SAD 32×32=cl(((Σ_∀kε32×32SAD 2×2(k))>>7),0,255) (4)

In example Equation (4), SAD 32×32 may be the SAD value obtained for the 32×32 region after summing up the SAD values for the 2×2 regions. Again, the arguments in the clamp function may be dictated by the chosen region size.

In one or more embodiments, it is to be noted that the local chaos measure of Equation (2) and the SAD measure of Equation (4) are generated for a same region size (e.g., 32×32 pixel region). In one or more embodiments, these two measures may cover geometrical and pixel association aspects of constructed regions in the trial interpolated frame. In one or more embodiments, the trial interpolated frame may not be displayed, and may merely be used to detect potential artifacts.

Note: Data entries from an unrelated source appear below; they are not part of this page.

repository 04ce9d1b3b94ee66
use async_trait::async_trait;
use axum::http::{header::AUTHORIZATION, request::Parts};
use std::sync::Arc;
use tracing::{debug, warn};

use crate::auth::decode_jwt;
use crate::database::models::Principal;
use crate::database::registry::RegistryStore;
use crate::tenancy::TenancyError;

/// Supplies the authenticated principal for a request, if any
#[async_trait]
pub trait SessionProvider: Send + Sync {
    async fn principal(&self, parts: &Parts) -> Result<Option<Principal>, TenancyError>;
}

/// Bearer JWT whose subject is looked up in the registry.
///
/// The registry row is authoritative for role and status; the token only
/// proves identity.
pub struct JwtSessionProvider {
    registry: Arc<dyn RegistryStore>,
    secret: String,
}

impl JwtSessionProvider {
    pub fn new(registry: Arc<dyn RegistryStore>, secret: impl Into<String>) -> Self {
        Self {
            registry,
            secret: secret.into(),
        }
    }
}

#[async_trait]
impl SessionProvider for JwtSessionProvider {
    async fn principal(&self, parts: &Parts) -> Result<Option<Principal>, TenancyError> {
        let Some(token) = bearer_token(parts) else {
            debug!("No bearer token on request");
            return Ok(None);
        };

        let claims = match decode_jwt(token, &self.secret) {
            Ok(claims) => claims,
            Err(e) => {
                warn!("Rejected session token: {}", e);
                return Ok(None);
            }
        };

        let principal = self.registry.find_principal(claims.sub).await?;
        match &principal {
            Some(p) if p.role != claims.role => {
                warn!("Token role {} for principal {} is stale; registry says {}", claims.role, p.id, p.role);
            }
            None => warn!("Token subject {} is not a registered principal", claims.sub),
            _ => {}
        }
        Ok(principal)
    }
}

/// Token from `Authorization: Bearer <token>`
fn bearer_token(parts: &Parts) -> Option<&str> {
    let header = parts.headers.get(AUTHORIZATION)?.to_str().ok()?;
    let token = header.strip_prefix("Bearer ")?.trim();
    if token.is_empty() {
        None
    } else {
        Some(token)
    }
}
use tracing_subscriber::EnvFilter;

use shopdesk_api::{app, config};

#[tokio::main]
async fn main() -> anyhow::Result<()> {
    // Load .env if present so cargo run picks up DATABASE_URL, SECURITY_JWT_SECRET, etc.
    let _ = dotenvy::dotenv();

    tracing_subscriber::fmt()
        .with_env_filter(EnvFilter::try_from_default_env().unwrap_or_else(|_| EnvFilter::new("info,tower_http=debug")))
        .init();

    let config = config::config();
    tracing::info!("Starting ShopDesk API in {:?} mode", config.environment);

    app::serve(config, config.api.port).await
}
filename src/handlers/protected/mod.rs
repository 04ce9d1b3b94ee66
pub mod tenant;
pub mod root;
// Shared harness: the real router over an in-memory registry and a fake
// client factory, driven in-process with tower's oneshot.
#![allow(dead_code)]

use async_trait::async_trait;
use axum::body::Body;
use axum::http::{header, Method, Request, StatusCode};
use axum::Router;
use serde_json::Value;
use std::sync::atomic::{AtomicUsize, Ordering};
use std::sync::Arc;
use tower::ServiceExt;
use tower_http::cors::CorsLayer;
use uuid::Uuid;

use shopdesk_api::app::{router, AppState};
use shopdesk_api::auth::{generate_jwt, Claims};
use shopdesk_api::config::TenancyConfig;
use shopdesk_api::database::models::{Assignment, Principal, Role, Tenant};
use shopdesk_api::database::{ClientFactory, ConnectionDescriptor, ConnectionError, ConnectionManager, MemoryRegistry};
use shopdesk_api::tenancy::{ContextBuilder, JwtSessionProvider};

pub const SECRET: &str = "integration-test-secret";

#[derive(Clone, Default)]
pub struct CountingFactory {
    opened: Arc<AtomicUsize>,
    closed: Arc<AtomicUsize>,
}

impl CountingFactory {
    pub fn opened(&self) -> usize {
        self.opened.load(Ordering::SeqCst)
    }

    pub fn closed(&self) -> usize {
        self.closed.load(Ordering::SeqCst)
    }
}

#[async_trait]
impl ClientFactory for CountingFactory {
    type Handle = String;

    async fn open(&self, descriptor: &ConnectionDescriptor) -> Result<String, ConnectionError> {
        self.opened.fetch_add(1, Ordering::SeqCst);
        Ok(descriptor.url().to_string())
    }

    async fn ping(&self, _handle: &String) -> Result<(), ConnectionError> {
        Ok(())
    }

    async fn close(&self, _handle: String) {
        self.closed.fetch_add(1, Ordering::SeqCst);
    }
}

pub struct TestApp {
    pub router: Router,
    pub registry: Arc<MemoryRegistry>,
    pub factory: CountingFactory,
    pub connections: Arc<ConnectionManager<CountingFactory>>,
    pub admin: Principal,
    pub owner: Principal,
    pub member: Principal,
}

/// Shops A (owned, member assigned, subdomain "alpha") and B (owned, suspended)
pub async fn spawn_app() -> TestApp {
    let registry = Arc::new(MemoryRegistry::new());
    let factory = CountingFactory::default();

    let admin = Principal::new(Uuid::new_v4(), "Root", Role::GlobalAdmin);
    let owner = Principal::new(Uuid::new_v4(), "Owner", Role::TenantOwner);
    let member = Principal::new(Uuid::new_v4(), "Cashier", Role::TenantMember);
    for p in [&admin, &owner, &member] {
        registry.insert_principal(p.clone()).await.unwrap();
    }

    for tenant in [
        Tenant::new("A", "Shop A", owner.id).with_subdomain("alpha"),
        Tenant::new("B", "Shop B", owner.id).with_status(shopdesk_api::database::models::TenantStatus::Suspended),
    ] {
        let descriptor = ConnectionDescriptor::new(format!(
            "postgres://localhost/{}",
            ConnectionDescriptor::database_name_for(&tenant.id)
        ));
        registry.insert_tenant(tenant.initialized(descriptor)).await.unwrap();
    }
    registry.insert_assignment(Assignment::new(member.id, "A")).await.unwrap();

    let connections = Arc::new(ConnectionManager::new(registry.clone(), factory.clone()));
    let session = Arc::new(JwtSessionProvider::new(registry.clone(), SECRET));
    let contexts = ContextBuilder::new(registry.clone(), session, connections.clone(), TenancyConfig::default());
    let state = AppState::new(registry.clone(), contexts);

    TestApp {
        router: router(state, CorsLayer::permissive()),
        registry,
        factory,
        connections,
        admin,
        owner,
        member,
    }
}

pub fn token_for(principal: &Principal) -> String {
    generate_jwt(&Claims::new(principal.id, principal.role, 1), SECRET).unwrap()
}

impl TestApp {
    pub async fn request(
        &self,
        method: Method,
        uri: &str,
        principal: Option<&Principal>,
        body: Option<Value>,
    ) -> (StatusCode, Value) {
        let mut builder = Request::builder().method(method).uri(uri);
        if let Some(p) = principal {
            builder = builder.header(header::AUTHORIZATION, format!("Bearer {}", token_for(p)));
        }
        let body = match body {
            Some(json) => {
                builder = builder.header(header::CONTENT_TYPE, "application/json");
                Body::from(json.to_string())
            }
            None => Body::empty(),
        };

        let response = self.router.clone().oneshot(builder.body(body).unwrap()).await.unwrap();
        let status = response.status();
        let bytes = axum::body::to_bytes(response.into_body(), usize::MAX).await.unwrap();
        let json = if bytes.is_empty() {
            Value::Null
        } else {
            serde_json::from_slice(&bytes).unwrap()
        };
        (status, json)
    }

    pub async fn get(&self, uri: &str, principal: Option<&Principal>) -> (StatusCode, Value) {
        self.request(Method::GET, uri, principal, None).await
    }
}
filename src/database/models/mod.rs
pub mod assignment;
pub mod principal;
pub mod tenant;

pub use assignment::Assignment;
pub use principal::{Principal, PrincipalStatus, Role};
pub use tenant::{Tenant, TenantId, TenantMetadata, TenantStatus};
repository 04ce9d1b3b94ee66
// handlers/protected/tenant.rs - GET /api/tenant[/health]

use axum::extract::{Extension, State};
use serde_json::{json, Value};

use crate::app::AppState;
use crate::database::manager::ClientFactory;
use crate::error::ApiError;
use crate::middleware::{ApiResponse, ApiResult};
use crate::tenancy::{TenancyError, TenantContext};

/// Current tenant metadata and the calling principal
pub async fn tenant_show<F>(Extension(ctx): Extension<TenantContext<F::Handle>>) -> ApiResult<Value>
where
    F: ClientFactory + 'static,
{
    Ok(ApiResponse::success(json!({
        "tenant": ctx.tenant,
        "principal": {
            "id": ctx.principal.id,
            "name": ctx.principal.name,
            "role": ctx.principal.role,
        }
    })))
}

/// Liveness of the tenant's own database
pub async fn tenant_health<F>(
    State(state): State<AppState<F>>,
    Extension(ctx): Extension<TenantContext<F::Handle>>,
) -> ApiResult<Value>
where
    F: ClientFactory + 'static,
{
    state
        .connections()
        .factory()
        .ping(&ctx.connection)
        .await
        .map_err(|e| ApiError::from(TenancyError::Connection(e)))?;

    Ok(ApiResponse::success(json!({
        "tenant": ctx.tenant_id,
        "database": "ok"
    })))
}
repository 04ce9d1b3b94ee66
use chrono::{DateTime, Utc};
use serde::{Deserialize, Serialize};
use sqlx::FromRow;
use std::fmt;
use std::str::FromStr;
use uuid::Uuid;

use crate::database::manager::ConnectionDescriptor;

/// Opaque tenant (shop) identifier as stored in the registry
#[derive(Debug, Clone, PartialEq, Eq, Hash, PartialOrd, Ord, Serialize, Deserialize)]
#[serde(transparent)]
pub struct TenantId(String);

impl TenantId {
    pub fn new(id: impl Into<String>) -> Self {
        Self(id.into())
    }

    pub fn as_str(&self) -> &str {
        &self.0
    }
}

impl fmt::Display for TenantId {
    fn fmt(&self, f: &mut fmt::Formatter<'_>) -> fmt::Result {
        f.write_str(&self.0)
    }
}

impl From<&str> for TenantId {
    fn from(id: &str) -> Self {
        Self(id.to_string())
    }
}

impl From<String> for TenantId {
    fn from(id: String) -> Self {
        Self(id)
    }
}

/// Tenant lifecycle. Deletion is a soft transition to `Inactive`.
#[derive(Debug, Clone, Copy, PartialEq, Eq, Serialize, Deserialize)]
#[serde(rename_all = "SCREAMING_SNAKE_CASE")]
pub enum TenantStatus {
    Active,
    Inactive,
    Suspended,
}

impl TenantStatus {
    pub fn as_str(&self) -> &'static str {
        match self {
            TenantStatus::Active => "ACTIVE",
            TenantStatus::Inactive => "INACTIVE",
            TenantStatus::Suspended => "SUSPENDED",
        }
    }
}

impl fmt::Display for TenantStatus {
    fn fmt(&self, f: &mut fmt::Formatter<'_>) -> fmt::Result {
        f.write_str(self.as_str())
    }
}

impl FromStr for TenantStatus {
    type Err = String;

    fn from_str(s: &str) -> Result<Self, Self::Err> {
        match s.to_ascii_uppercase().as_str() {
            "ACTIVE" => Ok(TenantStatus::Active),
            "INACTIVE" => Ok(TenantStatus::Inactive),
            "SUSPENDED" => Ok(TenantStatus::Suspended),
            other => Err(format!("unknown tenant status '{}'", other)),
        }
    }
}

#[derive(Debug, Clone, Serialize, Deserialize)]
pub struct Tenant {
    pub id: TenantId,
    pub name: String,
    pub code: String,
    #[serde(skip_serializing)]
    pub connection: Option<ConnectionDescriptor>,
    pub subdomain: Option<String>,
    pub is_initialized: bool,
    pub status: TenantStatus,
    pub owner_id: Uuid,
    pub created_at: DateTime<Utc>,
    pub updated_at: DateTime<Utc>,
}

impl Tenant {
    /// A freshly onboarded tenant: active, not yet initialized
    pub fn new(id: impl Into<TenantId>, name: impl Into<String>, owner_id: Uuid) -> Self {
        let id = id.into();
        let now = Utc::now();
        Self {
            code: id.as_str().to_ascii_uppercase(),
            id,
            name: name.into(),
            connection: None,
            subdomain: None,
            is_initialized: false,
            status: TenantStatus::Active,
            owner_id,
            created_at: now,
            updated_at: now,
        }
    }

    pub fn with_code(mut self, code: impl Into<String>) -> Self {
        self.code = code.into();
        self
    }

    /// Subdomains are matched case-insensitively, so they are stored lowercased
    pub fn with_subdomain(mut self, subdomain: impl Into<String>) -> Self {
        self.subdomain = Some(subdomain.into().to_ascii_lowercase());
        self
    }

    pub fn with_status(mut self, status: TenantStatus) -> Self {
        self.status = status;
        self
    }

    pub fn initialized(mut self, descriptor: ConnectionDescriptor) -> Self {
        self.connection = Some(descriptor);
        self.is_initialized = true;
        self
    }

    pub fn is_active(&self) -> bool {
        self.status == TenantStatus::Active
    }

    /// Display metadata handed to downstream handlers
    pub fn metadata(&self) -> TenantMetadata {
        TenantMetadata {
            id: self.id.clone(),
            name: self.name.clone(),
            code: self.code.clone(),
            subdomain: self.subdomain.clone(),
            status: self.status,
        }
    }
}

/// The subset of a tenant that is safe to show to any authorized principal
#[derive(Debug, Clone, PartialEq, Eq, Serialize, Deserialize)]
pub struct TenantMetadata {
    pub id: TenantId,
    pub name: String,
    pub code: String,
    pub subdomain: Option<String>,
    pub status: TenantStatus,
}

/// Raw `tenants` row; status is stored as text
#[derive(Debug, Clone, FromRow)]
pub struct TenantRow {
    pub id: String,
    pub name: String,
    pub code: String,
    pub connection_url: Option<String>,
    pub subdomain: Option<String>,
    pub is_initialized: bool,
    pub status: String,
    pub owner_id: Uuid,
    pub created_at: DateTime<Utc>,
    pub updated_at: DateTime<Utc>,
}

impl TryFrom<TenantRow> for Tenant {
    type Error = String;

    fn try_from(row: TenantRow) -> Result<Self, Self::Error> {
        Ok(Tenant {
            id: TenantId(row.id),
            name: row.name,
            code: row.code,
            connection: row.connection_url.map(ConnectionDescriptor::new),
            subdomain: row.subdomain,
            is_initialized: row.is_initialized,
            status: row.status.parse()?,
            owner_id: row.owner_id,
            created_at: row.created_at,
            updated_at: row.updated_at,
        })
    }
}
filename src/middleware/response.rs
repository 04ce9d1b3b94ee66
use axum::{
    http::StatusCode,
    response::{IntoResponse, Json, Response},
};
use serde::Serialize;
use serde_json::json;

/// Wrapper for API responses that automatically adds success envelope
#[derive(Debug)]
pub struct ApiResponse<T: Serialize> {
    pub data: T,
}

impl<T: Serialize> ApiResponse<T> {
    /// Create a successful API response with default 200 status
    pub fn success(data: T) -> Self {
        Self { data }
    }
}

impl<T: Serialize> IntoResponse for ApiResponse<T> {
    fn into_response(self) -> Response {
        // Convert data to JSON Value for consistent envelope format
        let data_value = match serde_json::to_value(&self.data) {
            Ok(value) => value,
            Err(e) => {
                tracing::error!("Failed to serialize response data: {}", e);
                return (
                    StatusCode::INTERNAL_SERVER_ERROR,
                    Json(json!({
                        "success": false,
                        "error": "Failed to serialize response data"
                    })),
                )
                    .into_response();
            }
        };

        (StatusCode::OK, Json(json!({ "success": true, "data": data_value }))).into_response()
    }
}

pub type ApiResult<T> = Result<ApiResponse<T>, crate::error::ApiError>;
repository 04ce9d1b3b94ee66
use thiserror::Error;

use crate::database::manager::ConnectionError;
use crate::database::models::{TenantId, TenantStatus};
use crate::database::registry::RegistryError;

/// Everything that can stop a request from getting a tenant context.
///
/// Never recovered locally; the HTTP layer owns the status code.
#[derive(Debug, Error)]
pub enum TenancyError {
    #[error("Authentication required")]
    Unauthorized,

    #[error("No tenant could be resolved for this request")]
    NoTenantResolvable,

    #[error("Access to tenant denied")]
    Forbidden,

    #[error("Tenant '{0}' not found")]
    NotFound(TenantId),

    #[error("Tenant '{tenant_id}' is {status}")]
    NotActive { tenant_id: TenantId, status: TenantStatus },

    #[error("Tenant '{0}' has not been initialized")]
    NotInitialized(TenantId),

    #[error("Tenant database unreachable: {0}")]
    Connection(#[from] ConnectionError),

    #[error("Registry error: {0}")]
    Registry(#[from] RegistryError),
}
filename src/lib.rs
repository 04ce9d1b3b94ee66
pub mod app;
pub mod auth;
pub mod cli;
pub mod config;
pub mod database;
pub mod error;
pub mod handlers;
pub mod middleware;
pub mod tenancy;

#[cfg(test)]
pub mod testing;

In one or more embodiments, to err on the side of caution, the maximum of Local CN 32×32 and SAD 32×32 may then be utilized to arrive at a figure of demerit (FD) for each 32×32 pixel block. In one or more embodiments, this FD may be the “local” fallback factor, which indicates as to whether a corresponding region/block may need to be concealed. In one or more embodiments, the utilization of the “local” fallback factor directly may cause visible artifacts at the boundaries of the concealment regions. In one or more embodiments, concealing a region larger than the focal area of a viewer (e.g., a human) may lead to fewer visual disturbances. Therefore, in one or more embodiments, in order to avoid sharp edge transitions on the 32×32 pixel region boundaries, a 3×3 low pass filter, for example, may be applied to the 32×32 pixel regions to smoothen the FD numbers and spread the “local” fallback factor further.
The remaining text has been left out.